Could you set down exactly the lines in the records below between the line holding "(a.is_nan() && b.is_nan())" and the line holding "(Value::Ref(ia), Value::Ref(ib)) =>", inclusive?

Start of Data provided

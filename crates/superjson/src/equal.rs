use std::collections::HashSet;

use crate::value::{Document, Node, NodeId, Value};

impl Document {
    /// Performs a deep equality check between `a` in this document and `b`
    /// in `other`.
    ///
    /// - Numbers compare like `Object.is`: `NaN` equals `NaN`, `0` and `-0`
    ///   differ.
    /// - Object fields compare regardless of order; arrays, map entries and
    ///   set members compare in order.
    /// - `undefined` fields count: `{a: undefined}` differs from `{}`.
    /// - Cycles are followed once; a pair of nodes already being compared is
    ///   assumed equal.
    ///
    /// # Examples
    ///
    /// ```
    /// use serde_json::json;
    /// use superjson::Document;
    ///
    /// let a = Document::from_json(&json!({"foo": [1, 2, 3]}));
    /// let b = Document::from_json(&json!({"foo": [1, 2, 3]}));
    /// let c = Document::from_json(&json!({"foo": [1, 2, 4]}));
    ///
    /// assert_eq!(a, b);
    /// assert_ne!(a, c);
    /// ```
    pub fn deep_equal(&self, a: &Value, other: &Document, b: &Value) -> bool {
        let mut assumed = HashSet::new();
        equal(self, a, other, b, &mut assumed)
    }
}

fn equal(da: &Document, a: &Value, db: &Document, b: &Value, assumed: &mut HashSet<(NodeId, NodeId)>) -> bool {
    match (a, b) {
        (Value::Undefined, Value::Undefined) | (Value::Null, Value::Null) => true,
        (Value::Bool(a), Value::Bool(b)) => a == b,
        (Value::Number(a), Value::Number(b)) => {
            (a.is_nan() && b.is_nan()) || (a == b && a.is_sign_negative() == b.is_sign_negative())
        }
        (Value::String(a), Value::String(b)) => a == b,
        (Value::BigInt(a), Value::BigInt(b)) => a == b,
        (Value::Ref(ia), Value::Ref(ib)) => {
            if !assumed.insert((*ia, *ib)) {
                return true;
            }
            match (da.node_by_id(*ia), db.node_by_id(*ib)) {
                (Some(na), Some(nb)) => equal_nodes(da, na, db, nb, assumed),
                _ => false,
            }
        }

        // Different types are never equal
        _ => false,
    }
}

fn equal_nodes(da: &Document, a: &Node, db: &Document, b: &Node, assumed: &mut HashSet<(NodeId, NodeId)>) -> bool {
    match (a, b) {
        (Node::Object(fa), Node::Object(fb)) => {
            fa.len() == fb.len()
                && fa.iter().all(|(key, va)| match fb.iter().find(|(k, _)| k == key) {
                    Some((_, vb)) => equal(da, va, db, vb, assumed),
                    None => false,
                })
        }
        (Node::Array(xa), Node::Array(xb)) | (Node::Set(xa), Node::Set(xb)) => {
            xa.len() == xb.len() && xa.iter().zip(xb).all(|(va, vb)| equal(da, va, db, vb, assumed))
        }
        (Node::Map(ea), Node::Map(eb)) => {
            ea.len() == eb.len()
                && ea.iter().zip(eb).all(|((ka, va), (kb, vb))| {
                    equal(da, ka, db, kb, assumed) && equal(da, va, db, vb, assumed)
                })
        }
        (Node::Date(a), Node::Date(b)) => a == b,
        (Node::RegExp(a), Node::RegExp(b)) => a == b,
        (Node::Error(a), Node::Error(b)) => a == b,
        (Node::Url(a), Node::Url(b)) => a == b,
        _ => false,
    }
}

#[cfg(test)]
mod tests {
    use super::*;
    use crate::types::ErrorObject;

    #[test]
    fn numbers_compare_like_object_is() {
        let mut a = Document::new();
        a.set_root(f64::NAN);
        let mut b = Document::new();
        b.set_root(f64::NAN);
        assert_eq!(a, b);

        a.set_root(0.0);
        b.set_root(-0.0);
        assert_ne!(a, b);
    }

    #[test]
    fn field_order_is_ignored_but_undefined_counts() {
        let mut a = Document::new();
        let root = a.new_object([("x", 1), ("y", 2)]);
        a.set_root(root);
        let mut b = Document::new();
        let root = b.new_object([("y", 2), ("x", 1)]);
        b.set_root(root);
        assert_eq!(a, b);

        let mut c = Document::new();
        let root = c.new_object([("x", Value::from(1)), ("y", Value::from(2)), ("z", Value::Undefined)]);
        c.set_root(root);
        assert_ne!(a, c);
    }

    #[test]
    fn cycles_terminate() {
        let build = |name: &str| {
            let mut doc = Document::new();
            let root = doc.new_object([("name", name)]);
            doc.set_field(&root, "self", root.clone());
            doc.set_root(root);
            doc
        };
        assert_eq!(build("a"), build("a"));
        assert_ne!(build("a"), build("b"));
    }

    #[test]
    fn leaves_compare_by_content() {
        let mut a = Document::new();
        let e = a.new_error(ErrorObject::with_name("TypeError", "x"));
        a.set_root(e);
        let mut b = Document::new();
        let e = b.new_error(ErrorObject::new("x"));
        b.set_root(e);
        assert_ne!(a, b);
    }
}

End of Data provided
Start of Data provided

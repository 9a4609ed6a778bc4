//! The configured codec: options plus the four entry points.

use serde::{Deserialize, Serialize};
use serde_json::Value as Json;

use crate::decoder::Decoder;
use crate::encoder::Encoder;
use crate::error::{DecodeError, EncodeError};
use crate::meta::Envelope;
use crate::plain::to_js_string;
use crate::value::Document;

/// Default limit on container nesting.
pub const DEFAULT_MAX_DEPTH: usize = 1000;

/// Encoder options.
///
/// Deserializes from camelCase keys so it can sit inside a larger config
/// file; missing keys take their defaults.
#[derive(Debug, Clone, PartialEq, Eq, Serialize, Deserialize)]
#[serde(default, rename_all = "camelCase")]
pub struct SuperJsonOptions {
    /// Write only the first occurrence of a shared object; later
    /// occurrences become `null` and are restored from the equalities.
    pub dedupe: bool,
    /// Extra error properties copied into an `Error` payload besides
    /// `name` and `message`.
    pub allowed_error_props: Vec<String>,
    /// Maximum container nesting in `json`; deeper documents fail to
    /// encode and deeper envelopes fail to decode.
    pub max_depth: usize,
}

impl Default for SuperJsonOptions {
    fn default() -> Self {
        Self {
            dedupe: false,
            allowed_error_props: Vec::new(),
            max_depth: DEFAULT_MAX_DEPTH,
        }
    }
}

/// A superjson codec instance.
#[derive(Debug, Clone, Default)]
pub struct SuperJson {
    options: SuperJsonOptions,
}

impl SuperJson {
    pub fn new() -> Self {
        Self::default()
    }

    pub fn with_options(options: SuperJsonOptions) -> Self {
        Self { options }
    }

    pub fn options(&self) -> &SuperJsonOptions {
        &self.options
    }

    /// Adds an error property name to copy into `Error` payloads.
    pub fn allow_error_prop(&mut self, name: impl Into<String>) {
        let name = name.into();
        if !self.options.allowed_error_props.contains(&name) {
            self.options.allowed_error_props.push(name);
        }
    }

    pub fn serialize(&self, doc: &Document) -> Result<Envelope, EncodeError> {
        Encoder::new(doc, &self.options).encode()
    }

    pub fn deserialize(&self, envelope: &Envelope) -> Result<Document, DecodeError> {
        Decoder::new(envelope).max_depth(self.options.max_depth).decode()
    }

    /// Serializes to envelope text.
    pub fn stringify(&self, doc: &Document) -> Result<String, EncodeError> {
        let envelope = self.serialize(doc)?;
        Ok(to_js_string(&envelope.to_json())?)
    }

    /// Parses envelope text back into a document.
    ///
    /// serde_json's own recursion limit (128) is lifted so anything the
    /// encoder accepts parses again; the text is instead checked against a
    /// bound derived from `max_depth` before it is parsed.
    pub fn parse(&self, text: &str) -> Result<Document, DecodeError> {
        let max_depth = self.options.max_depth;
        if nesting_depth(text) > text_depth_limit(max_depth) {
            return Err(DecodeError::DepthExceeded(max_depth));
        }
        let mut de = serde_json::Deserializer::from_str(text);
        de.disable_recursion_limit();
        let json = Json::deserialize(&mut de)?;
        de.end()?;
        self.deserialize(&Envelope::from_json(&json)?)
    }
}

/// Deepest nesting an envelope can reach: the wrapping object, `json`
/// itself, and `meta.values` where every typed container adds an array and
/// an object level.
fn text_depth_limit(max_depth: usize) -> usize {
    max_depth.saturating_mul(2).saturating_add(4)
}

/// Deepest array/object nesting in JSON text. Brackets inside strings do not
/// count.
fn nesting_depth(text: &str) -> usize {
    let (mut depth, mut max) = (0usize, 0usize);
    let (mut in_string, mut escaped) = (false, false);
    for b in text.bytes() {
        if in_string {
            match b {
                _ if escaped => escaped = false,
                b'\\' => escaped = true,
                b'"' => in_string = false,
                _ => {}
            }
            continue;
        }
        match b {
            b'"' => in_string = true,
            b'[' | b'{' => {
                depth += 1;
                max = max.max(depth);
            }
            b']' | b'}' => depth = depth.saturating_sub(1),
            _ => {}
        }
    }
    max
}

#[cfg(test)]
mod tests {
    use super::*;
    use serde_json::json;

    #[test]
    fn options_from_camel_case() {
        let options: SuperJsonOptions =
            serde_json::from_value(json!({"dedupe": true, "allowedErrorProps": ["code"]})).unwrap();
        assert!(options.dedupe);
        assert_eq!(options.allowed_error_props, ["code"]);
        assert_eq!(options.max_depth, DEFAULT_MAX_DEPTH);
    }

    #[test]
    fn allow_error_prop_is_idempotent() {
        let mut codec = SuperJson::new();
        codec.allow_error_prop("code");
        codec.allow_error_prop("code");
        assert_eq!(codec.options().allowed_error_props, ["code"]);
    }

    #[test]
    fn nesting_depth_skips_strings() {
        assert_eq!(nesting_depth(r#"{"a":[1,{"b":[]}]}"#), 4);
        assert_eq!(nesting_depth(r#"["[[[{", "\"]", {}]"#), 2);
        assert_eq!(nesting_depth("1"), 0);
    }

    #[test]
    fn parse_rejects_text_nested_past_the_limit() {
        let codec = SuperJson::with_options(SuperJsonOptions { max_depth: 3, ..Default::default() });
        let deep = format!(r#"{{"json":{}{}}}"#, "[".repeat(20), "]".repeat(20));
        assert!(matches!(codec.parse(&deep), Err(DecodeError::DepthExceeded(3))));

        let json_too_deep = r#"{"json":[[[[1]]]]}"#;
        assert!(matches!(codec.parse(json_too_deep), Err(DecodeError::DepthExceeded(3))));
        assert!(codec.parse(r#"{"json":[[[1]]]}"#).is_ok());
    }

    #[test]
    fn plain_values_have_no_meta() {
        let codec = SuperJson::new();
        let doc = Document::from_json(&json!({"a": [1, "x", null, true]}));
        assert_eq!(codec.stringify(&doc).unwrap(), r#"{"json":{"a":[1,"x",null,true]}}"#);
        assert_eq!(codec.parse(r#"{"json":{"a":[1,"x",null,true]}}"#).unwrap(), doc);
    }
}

End of Data provided

# Your response
            (a.is_nan() && b.is_nan()) || (a == b && a.is_sign_negative() == b.is_sign_negative())
        }
        (Value::String(a), Value::String(b)) => a == b,
        (Value::BigInt(a), Value::BigInt(b)) => a == b,
        (Value::Ref(ia), Value::Ref(ib)) => {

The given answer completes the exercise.